Activated Microglia Desialylate and Phagocytose Cells via Neuraminidase, Galectin-3, and Mer Tyrosine Kinase

Koji Nomura ¹, Anna Vilalta ¹, David H Allendorf ¹, Tamara C Hornik ¹, Guy C Brown ^1,^✉

PMCID: PMC5458330 EMSID: EMS72455 PMID: 28500071

Abstract

Activated microglia can phagocytose dying, stressed, or excess neurons and synapses via the phagocytic receptor Mer tyrosine kinase (MerTK). Galectin-3 (Gal-3) can cross-link surface glycoproteins by binding galactose residues that are normally hidden below terminal sialic acid residues. Gal-3 was recently reported to opsonize cells via activating MerTK. We found that LPS-activated BV-2 microglia rapidly released Gal-3, which was blocked by calcineurin inhibitors. Gal-3 bound to MerTK on microglia and to stressed PC12 (neuron-like) cells, and it increased microglial phagocytosis of PC12 cells or primary neurons, which was blocked by inhibition of MerTK. LPS-activated microglia exhibited a sialidase activity that desialylated PC12 cells and could be inhibited by Tamiflu, a neuraminidase (sialidase) inhibitor. Sialidase treatment of PC12 cells enabled Gal-3 to bind and opsonize the live cells for phagocytosis by microglia. LPS-induced microglial phagocytosis of PC12 was prevented by small interfering RNA knockdown of Gal-3 in microglia, lactose inhibition of Gal-3 binding, inhibition of neuraminidase with Tamiflu, or inhibition of MerTK by UNC569. LPS-induced phagocytosis of primary neurons by primary microglia was also blocked by inhibition of MerTK. We conclude that activated microglia release Gal-3 and a neuraminidase that desialylates microglial and PC12 surfaces, enabling Gal-3 binding to PC12 cells and their phagocytosis via MerTK. Thus, Gal-3 acts as an opsonin of desialylated surfaces, and inflammatory loss of neurons or synapses may potentially be blocked by inhibiting neuraminidases, Gal-3, or MerTK.

Introduction

Phagocytosis is the cellular engulfment of large extracellular particles, including other cells or parts of cells, such as synapses. Cells are phagocytosed by competent phagocytes (cells specialized in phagocytosis) if they possess “eat-me” signals on their surface, lose “don’t-eat-me” signals, and/or bind opsonins (1, 2). Opsonins are soluble proteins that, when bound to cells, promote phagocytosis of those cells. Phagocytosis is greatly upregulated during inflammation, in part due to the release of opsonins (3). Phagocytes can phagocytose dead or dying cells, as well as stressed, pathogenic, damaged, or excess cells, and excessive phagocytosis of otherwise viable cells may contribute to pathology (2, 3). The code that determines whether a particular cell (or cell part) is phagocytosed is still poorly understood but is important in physiology and pathology.

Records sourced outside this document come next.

use async_trait::async_trait;
use serde::{Deserialize, Serialize};
use tracing::debug;

use crate::error::TwilioError;

/// Form posted to the Twilio Messages resource.
#[derive(Debug, Clone, Default, PartialEq, Eq, Serialize)]
#[serde(rename_all = "PascalCase")]
pub struct MessageForm {
    pub from: String,
    pub to: String,
    #[serde(skip_serializing_if = "Option::is_none")]
    pub body: Option<String>,
    #[serde(skip_serializing_if = "Option::is_none")]
    pub media_url: Option<String>,
    #[serde(skip_serializing_if = "Option::is_none")]
    pub status_callback: Option<String>,
}

#[async_trait]
pub trait TwilioClient: Send + Sync {
    /// Creates a message and returns its sid.
    async fn create_message(&self, form: &MessageForm) -> Result<String, TwilioError>;
}

pub struct TwilioRestClient {
    http: reqwest::Client,
    api_base: String,
    account_sid: String,
    auth_token: String,
}

impl TwilioRestClient {
    pub fn new(
        http: reqwest::Client,
        api_base: impl Into<String>,
        account_sid: impl Into<String>,
        auth_token: impl Into<String>,
    ) -> Self {
        Self {
            http,
            api_base: api_base.into().trim_end_matches('/').to_string(),
            account_sid: account_sid.into(),
            auth_token: auth_token.into(),
        }
    }

    fn messages_url(&self) -> String {
        format!(
            "{}/2010-04-01/Accounts/{}/Messages.json",
            self.api_base, self.account_sid
        )
    }
}

#[derive(Deserialize)]
struct CreatedMessage {
    sid: String,
}

#[derive(Deserialize, Default)]
struct ApiError {
    #[serde(default)]
    code: Option<i64>,
    #[serde(default)]
    message: Option<String>,
}

#[async_trait]
impl TwilioClient for TwilioRestClient {
    async fn create_message(&self, form: &MessageForm) -> Result<String, TwilioError> {
        let response = self
            .http
            .post(self.messages_url())
            .basic_auth(&self.account_sid, Some(&self.auth_token))
            .form(form)
            .send()
            .await?;
        let status = response.status();
        if !status.is_success() {
            let body = response.text().await.unwrap_or_default();
            let api: ApiError = serde_json::from_str(&body).unwrap_or_default();
            return Err(TwilioError::Api {
                status: status.as_u16(),
                code: api.code,
                message: api.message.unwrap_or(body),
            });
        }
        let created: CreatedMessage = response.json().await?;
        debug!(sid = %created.sid, "twilio message created");
        Ok(created.sid)
    }
}
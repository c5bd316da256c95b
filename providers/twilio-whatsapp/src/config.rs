use crate::error::TwilioError;

pub const DEFAULT_API_BASE: &str = "https://api.twilio.com";

#[derive(Clone, Debug, PartialEq, Eq)]
pub struct TwilioSettings {
    pub account_sid: String,
    pub auth_token: String,
    /// Sender number, with or without the `whatsapp:` prefix.
    pub whatsapp_number: String,
    /// Public URL Twilio posts to; part of the signed payload.
    pub endpoint_url: String,
    pub api_base: String,
    pub status_callback: Option<String>,
}

impl TwilioSettings {
    pub fn new(
        account_sid: impl Into<String>,
        auth_token: impl Into<String>,
        whatsapp_number: impl Into<String>,
        endpoint_url: impl Into<String>,
    ) -> Self {
        Self {
            account_sid: account_sid.into(),
            auth_token: auth_token.into(),
            whatsapp_number: whatsapp_number.into(),
            endpoint_url: endpoint_url.into(),
            api_base: DEFAULT_API_BASE.to_string(),
            status_callback: None,
        }
    }

    pub fn from_env() -> Result<Self, TwilioError> {
        let mut settings = Self::new(
            required("TWILIO_ACCOUNT_SID")?,
            required("TWILIO_AUTH_TOKEN")?,
            required("TWILIO_WHATSAPP_NUMBER")?,
            required("TWILIO_ENDPOINT_URL")?,
        );
        if let Ok(base) = std::env::var("TWILIO_API_BASE") {
            settings.api_base = base.trim_end_matches('/').to_string();
        }
        settings.status_callback = std::env::var("TWILIO_STATUS_CALLBACK_URL")
            .ok()
            .filter(|url| !url.is_empty());
        Ok(settings)
    }

    /// True when the variables needed to run the adapter are set.
    pub fn configured() -> bool {
        std::env::var("TWILIO_ACCOUNT_SID").is_ok_and(|sid| !sid.is_empty())
    }
}

fn required(name: &'static str) -> Result<String, TwilioError> {
    std::env::var(name)
        .ok()
        .filter(|value| !value.trim().is_empty())
        .ok_or(TwilioError::MissingSetting(name))
}
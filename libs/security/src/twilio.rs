use std::collections::BTreeMap;

use base64::{Engine as _, engine::general_purpose::STANDARD as B64};

use crate::signature::{SignatureError, constant_time_eq, hmac_sha1};

/// Header Twilio puts its request signature in.
pub const TWILIO_SIGNATURE_HEADER: &str = "x-twilio-signature";

/// Twilio request signature: base64 HMAC-SHA1 of the public URL followed by every POST parameter
/// as `key` + `value`, keys in sorted order.
pub fn twilio_signature(auth_token: &str, url: &str, params: &BTreeMap<String, String>) -> String {
    let mut data = String::from(url);
    for (key, value) in params {
        data.push_str(key);
        data.push_str(value);
    }
    B64.encode(hmac_sha1(auth_token.as_bytes(), data.as_bytes()))
}

pub fn verify_twilio_signature(
    auth_token: &str,
    url: &str,
    params: &BTreeMap<String, String>,
    provided: Option<&str>,
) -> Result<(), SignatureError> {
    let provided = provided
        .map(str::trim)
        .filter(|sig| !sig.is_empty())
        .ok_or(SignatureError::Missing)?;
    let expected = twilio_signature(auth_token, url, params);
    if constant_time_eq(expected.as_bytes(), provided.as_bytes()) {
        Ok(())
    } else {
        Err(SignatureError::Mismatch)
    }
}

Microglia are CNS-resident macrophages and are the main phagocytes in the brain. In the absence of inflammation, “resting” microglia phagocytose excess neurons and synapses and monitor the brain for damage or pathogens (3, 4). When microglia detect inflammatory stimuli they become “activated,” highly phagocytic, and potentially neurotoxic, and they may contribute to ischemic, traumatic, psychiatric, and neurodegenerative diseases (3, 5, 6). Thus, it is important to understand what determines microglial phagocytosis of neurons and neuronal parts.

Mer tyrosine kinase (MerTK) is a phagocytic receptor found on myeloid lineage cells, including microglia (7). MerTK is upregulated on microglia in response to inflammation (8) and is required for phagocytosis of apoptotic cells (9), stressed neurons (8), and synapses (10). MerTK can be activated by the opsonins growth arrest–specific protein 6 or Protein S bound to phosphatidylserine (7). More recently, galectin-3 (Gal-3) was identified as a MerTK ligand and opsonin (11), but this interaction and what controls Gal-3 binding and opsonization of cells are poorly characterized.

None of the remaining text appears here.